Effective January 2, 2025, the Final Outbound Investment Rule will (1) require US persons to notify Treasury of certain transactions involving a “covered foreign person” and (2) prohibit US persons from engaging in any “covered transaction” involving a “covered foreign person” who engages in a “covered activity.”
The Final Outbound Investment Rule marks a major change in the US investment environment and a major step forward in US monitoring of outbound investments.
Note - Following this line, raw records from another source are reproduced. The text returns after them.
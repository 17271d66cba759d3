//! The project time ledger.
//!
//! A [`ProjectLedger`] owns one loaded snapshot: a mapping from project name
//! to its entries in punch-in order. Parent/child relationships are derived
//! from names alone (`parent/child`); nothing links them in the data.
//!
//! # Child projects
//!
//! A project with an in-progress child reports as in, using the child's
//! active entry, and punching the parent out closes that child instead. When
//! several children are in, the lexically first child name wins.

use indexmap::IndexMap;
use tracing::debug;

use crate::clock::{Clock, SystemClock, Timestamp};
use crate::elapsed::Elapsed;
use crate::entry::{PUNCH_IN, PUNCH_OUT, TimeEntry};
use crate::error::LedgerError;
use crate::options::{EntryOptions, LogOptions, PunchOptions, RangeOptions, ReportOptions, StatusOptions};
use crate::query::Listing;
use crate::types::{Outcome, ProjectName, Status, StatusReport, StatusValue, Statuses, ValidationError};

/// Project name to entries, in insertion order.
pub type LedgerData = IndexMap<String, Vec<TimeEntry>>;

/// In-memory ledger over a loaded snapshot.
#[derive(Debug, Clone, Default)]
pub struct ProjectLedger<C = SystemClock> {
    pub(crate) data: LedgerData,
    pub(crate) clock: C,
}

impl ProjectLedger {
    /// Creates a ledger that reads the wall clock.
    pub fn new(data: LedgerData) -> Self {
        Self::with_clock(data, SystemClock)
    }
}

impl<C: Clock> ProjectLedger<C> {
    /// Creates a ledger with an explicit time source.
    pub const fn with_clock(data: LedgerData, clock: C) -> Self {
        Self { data, clock }
    }

    /// Borrows the snapshot, e.g. for saving.
    pub const fn data(&self) -> &LedgerData {
        &self.data
    }

    pub fn now(&self) -> Timestamp {
        self.clock.now()
    }

    /// Every known project name, in insertion order.
    pub fn projects(&self) -> impl Iterator<Item = &str> {
        self.data.keys().map(String::as_str)
    }

    /// Every descendant of `project`, sorted by name.
    pub fn child_projects(&self, project: &str) -> Vec<&str> {
        let Ok(parent) = ProjectName::new(project) else {
            return Vec::new();
        };
        let mut children: Vec<&str> = self
            .projects()
            .filter(|name| parent.is_parent_of(name))
            .collect();
        children.sort_unstable();
        children
    }

    /// A read-only view of a single project.
    pub const fn project<'a>(&'a self, name: &'a str) -> Project<'a, C> {
        Project { ledger: self, name }
    }

    // ========== Status ==========

    /// The lexically first descendant whose last entry is active.
    fn in_progress_child(&self, project: &str) -> Option<&str> {
        self.child_projects(project)
            .into_iter()
            .find(|child| self.own_active_entry(child).is_some())
    }

    fn own_active_entry(&self, project: &str) -> Option<&TimeEntry> {
        self.data
            .get(project)
            .and_then(|entries| entries.last())
            .filter(|entry| entry.is_active())
    }

    /// The project whose active entry stands for `project`: an in-progress
    /// child first, then the project itself.
    fn active_target(&self, project: &str) -> Option<String> {
        self.in_progress_child(project)
            .map(str::to_owned)
            .or_else(|| {
                self.own_active_entry(project)
                    .map(|_| project.to_owned())
            })
    }

    fn resolve(&self, project: &str) -> Option<(Status, &TimeEntry)> {
        if let Some(entry) = self
            .in_progress_child(project)
            .and_then(|child| self.own_active_entry(child))
        {
            return Some((Status::In, entry));
        }

        let entry = self.data.get(project)?.last()?;
        let status = if entry.is_active() {
            Status::In
        } else {
            Status::Out
        };
        Some((status, entry))
    }

    /// Status of a single project; `None` when it has no entries.
    pub fn status(&self, project: &str) -> Option<Status> {
        self.resolve(project).map(|(status, _)| status)
    }

    /// Status with punch time and latest message.
    pub fn status_report(&self, project: &str) -> Option<StatusReport> {
        let (status, entry) = self.resolve(project)?;
        let (time, message) = match status {
            Status::In => (
                entry.punched_in,
                entry.last_message().map(str::to_owned),
            ),
            Status::Out => (entry.end_or(entry.punched_in), None),
        };
        Some(StatusReport {
            status,
            time,
            message,
        })
    }

    /// Status of a single project at the detail level `options.full` asks for.
    pub fn status_with(&self, project: &str, options: StatusOptions) -> Option<StatusValue> {
        if options.full {
            self.status_report(project).map(StatusValue::Full)
        } else {
            self.status(project).map(StatusValue::Bare)
        }
    }

    /// Status of every project.
    pub fn statuses(&self, options: StatusOptions) -> Statuses {
        let mut statuses: IndexMap<String, Option<StatusValue>> = self
            .projects()
            .map(|name| (name.to_owned(), self.status_with(name, options)))
            .collect();

        if options.short {
            statuses.retain(|_, value| value.as_ref().is_some_and(|v| v.status() == Status::In));
            if statuses.is_empty() {
                return Statuses::AllOut;
            }
        }
        Statuses::Projects(statuses)
    }

    /// True unless the project is in; projects without data count as out.
    pub fn is_out(&self, project: &str) -> bool {
        !self.is_in(project)
    }

    pub fn is_in(&self, project: &str) -> bool {
        self.status(project) == Some(Status::In)
    }

    // ========== Punching ==========

    /// Punches in to `project`, creating it if needed.
    ///
    /// Logs `punch in`, then the optional message, both at the punch time.
    pub fn punch_in(&mut self, project: &str, options: PunchOptions) -> Result<Outcome, LedgerError> {
        let name = ProjectName::new(project)?;
        let message = checked_message(options.message.as_deref())?;
        if self.is_in(name.as_str()) {
            debug!(project, "already punched in");
            return Ok(Outcome::Unchanged);
        }

        let at = options.time.unwrap_or_else(|| self.clock.now());
        let mut entry = TimeEntry::new(at);
        entry.push_log(PUNCH_IN, at);
        if let Some(message) = message {
            entry.push_log(message, at);
        }

        self.data.entry(name.into()).or_default().push(entry);
        debug!(project, %at, "punched in");
        Ok(Outcome::Applied)
    }

    /// Punches out of `project`, or of every project that is in.
    ///
    /// The batch form reports `Applied` if anything was punched out.
    pub fn punch_out(
        &mut self,
        project: Option<&str>,
        options: PunchOptions,
    ) -> Result<Outcome, LedgerError> {
        checked_message(options.message.as_deref())?;
        if let Some(project) = project {
            let name = ProjectName::new(project)?;
            return Ok(self.punch_out_one(name.as_str(), &options));
        }

        let names: Vec<String> = self.data.keys().cloned().collect();
        let mut applied = false;
        for name in names {
            while self.is_in(&name) {
                applied |= self.punch_out_one(&name, &options).is_applied();
            }
        }
        Ok(Outcome::from_applied(applied))
    }

    fn punch_out_one(&mut self, project: &str, options: &PunchOptions) -> Outcome {
        let Some(target) = self.active_target(project) else {
            debug!(project, "already punched out");
            return Outcome::Unchanged;
        };
        let at = options.time.unwrap_or_else(|| self.clock.now());

        let Some(entry) = self.data.get_mut(&target).and_then(|e| e.last_mut()) else {
            return Outcome::Unchanged;
        };
        entry.punched_out = Some(at);
        if let Some(message) = &options.message {
            entry.push_log(message, at);
        }
        entry.push_log(PUNCH_OUT, at);

        debug!(project, closed = %target, %at, "punched out");
        Outcome::Applied
    }

    /// Appends a message to the active entry of `project`.
    pub fn log(
        &mut self,
        project: &str,
        message: &str,
        options: LogOptions,
    ) -> Result<Outcome, LedgerError> {
        let name = ProjectName::new(project)?;
        checked_message(Some(message))?;

        let Some(target) = self.active_target(name.as_str()) else {
            debug!(project, "not punched in, nothing to log to");
            return Ok(Outcome::Unchanged);
        };
        let at = options.time.unwrap_or_else(|| self.clock.now());
        if let Some(entry) = self.data.get_mut(&target).and_then(|e| e.last_mut()) {
            entry.push_log(message, at);
        }
        Ok(Outcome::Applied)
    }

    /// Records a finished interval: punch in at `from`, out at `to`.
    pub fn entry(&mut self, project: &str, options: EntryOptions) -> Result<Outcome, LedgerError> {
        let from = options.from.ok_or(LedgerError::MissingBound { bound: "from" })?;
        let to = options.to.ok_or(LedgerError::MissingBound { bound: "to" })?;

        let punched_in = self.punch_in(
            project,
            PunchOptions {
                time: Some(from),
                message: options.message,
            },
        )?;
        if !punched_in.is_applied() {
            return Ok(punched_in);
        }
        self.punch_out(Some(project), PunchOptions::at(to))
    }

    /// Alias of [`entry`](Self::entry).
    pub fn clock(&mut self, project: &str, options: EntryOptions) -> Result<Outcome, LedgerError> {
        self.entry(project, options)
    }

    /// Removes a project and all of its entries.
    pub fn delete(&mut self, project: &str) -> Result<Outcome, LedgerError> {
        let name = ProjectName::new(project)?;
        if self.data.shift_remove(name.as_str()).is_some() {
            debug!(project, "deleted");
            Ok(Outcome::Applied)
        } else {
            Ok(Outcome::NotFound)
        }
    }
}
According to the White House, the rule is designed to keep Americans safe “by preventing countries of concern [currently defined as the People’s Republic of China (inclusive of Hong Kong and Macau)] from advancing in key technologies that are critical to their military modernization.” These outbound investment restrictions complement existing US export controls that limit exports to countries of concern (currently defined as China, inclusive of Hong Kong and Macao) of a wide range of technologies and products.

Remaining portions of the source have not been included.